Problem to solve — Take each line of the entries below that contains "protected" and copy it.

----------

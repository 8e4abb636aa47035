use axum::{Router, middleware, routing::post};

use super::controller::{login_access_token, refresh_token, test_token};
use crate::middleware::auth::require_access_token;
use crate::state::AppState;

pub fn init_auth_router(state: AppState) -> Router<AppState> {
    let protected = Router::new()
        .route("/test-token", post(test_token))
        .route("/manual-test-token", post(test_token))
        .route_layer(middleware::from_fn_with_state(state, require_access_token));

    Router::new()
        .route("/access-token", post(login_access_token))
        .route("/refresh-token", post(refresh_token))
        .merge(protected)
}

----------

Response to the exercise —
    let protected = Router::new()
        .merge(protected)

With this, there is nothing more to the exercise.